● Provided information
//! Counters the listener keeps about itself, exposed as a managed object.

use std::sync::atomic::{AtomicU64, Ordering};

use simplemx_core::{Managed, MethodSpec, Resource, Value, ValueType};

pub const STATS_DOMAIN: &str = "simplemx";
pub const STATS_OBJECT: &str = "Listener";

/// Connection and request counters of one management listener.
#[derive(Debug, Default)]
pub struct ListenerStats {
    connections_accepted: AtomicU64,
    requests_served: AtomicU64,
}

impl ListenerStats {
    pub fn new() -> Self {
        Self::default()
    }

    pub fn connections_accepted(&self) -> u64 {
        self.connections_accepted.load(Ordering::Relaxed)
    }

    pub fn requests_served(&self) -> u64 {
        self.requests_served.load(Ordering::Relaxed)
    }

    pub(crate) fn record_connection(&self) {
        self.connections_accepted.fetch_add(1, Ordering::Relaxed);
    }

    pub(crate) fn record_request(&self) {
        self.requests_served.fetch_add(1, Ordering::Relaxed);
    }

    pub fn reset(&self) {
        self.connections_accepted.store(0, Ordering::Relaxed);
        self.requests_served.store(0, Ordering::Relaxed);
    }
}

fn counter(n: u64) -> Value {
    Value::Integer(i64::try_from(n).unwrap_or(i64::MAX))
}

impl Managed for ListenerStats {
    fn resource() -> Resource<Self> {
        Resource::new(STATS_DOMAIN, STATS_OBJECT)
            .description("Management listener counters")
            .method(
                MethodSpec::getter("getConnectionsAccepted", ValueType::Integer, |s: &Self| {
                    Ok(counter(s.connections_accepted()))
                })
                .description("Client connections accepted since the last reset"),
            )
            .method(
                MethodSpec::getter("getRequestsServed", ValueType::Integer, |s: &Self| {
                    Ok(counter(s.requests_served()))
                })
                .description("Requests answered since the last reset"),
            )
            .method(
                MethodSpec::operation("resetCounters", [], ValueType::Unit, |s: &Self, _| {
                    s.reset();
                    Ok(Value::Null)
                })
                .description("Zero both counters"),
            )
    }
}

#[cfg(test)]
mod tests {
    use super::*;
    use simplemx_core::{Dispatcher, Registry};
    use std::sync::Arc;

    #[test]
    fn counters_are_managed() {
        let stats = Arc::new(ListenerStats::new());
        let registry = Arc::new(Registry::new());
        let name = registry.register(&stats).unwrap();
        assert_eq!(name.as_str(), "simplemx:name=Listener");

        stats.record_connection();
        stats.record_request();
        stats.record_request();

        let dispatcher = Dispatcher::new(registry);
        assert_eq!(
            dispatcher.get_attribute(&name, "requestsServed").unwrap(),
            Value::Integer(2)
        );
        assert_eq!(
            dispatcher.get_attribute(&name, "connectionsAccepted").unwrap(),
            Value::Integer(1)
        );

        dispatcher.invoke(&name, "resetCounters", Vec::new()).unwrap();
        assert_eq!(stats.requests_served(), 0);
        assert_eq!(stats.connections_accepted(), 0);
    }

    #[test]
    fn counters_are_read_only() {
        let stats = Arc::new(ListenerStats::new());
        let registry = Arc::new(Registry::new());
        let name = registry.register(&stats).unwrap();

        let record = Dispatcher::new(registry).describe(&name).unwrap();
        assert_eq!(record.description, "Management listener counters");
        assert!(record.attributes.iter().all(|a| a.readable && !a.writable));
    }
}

● Problem
Respond with an exact reproduction of the lines running from the one that contains "Value::Integer(1)" through the end of the material.

● Written response
            Value::Integer(1)
        );

        dispatcher.invoke(&name, "resetCounters", Vec::new()).unwrap();
        assert_eq!(stats.requests_served(), 0);
        assert_eq!(stats.connections_accepted(), 0);
    }

    #[test]
    fn counters_are_read_only() {
        let stats = Arc::new(ListenerStats::new());
        let registry = Arc::new(Registry::new());
        let name = registry.register(&stats).unwrap();

        let record = Dispatcher::new(registry).describe(&name).unwrap();
        assert_eq!(record.description, "Management listener counters");
        assert!(record.attributes.iter().all(|a| a.readable && !a.writable));
    }
}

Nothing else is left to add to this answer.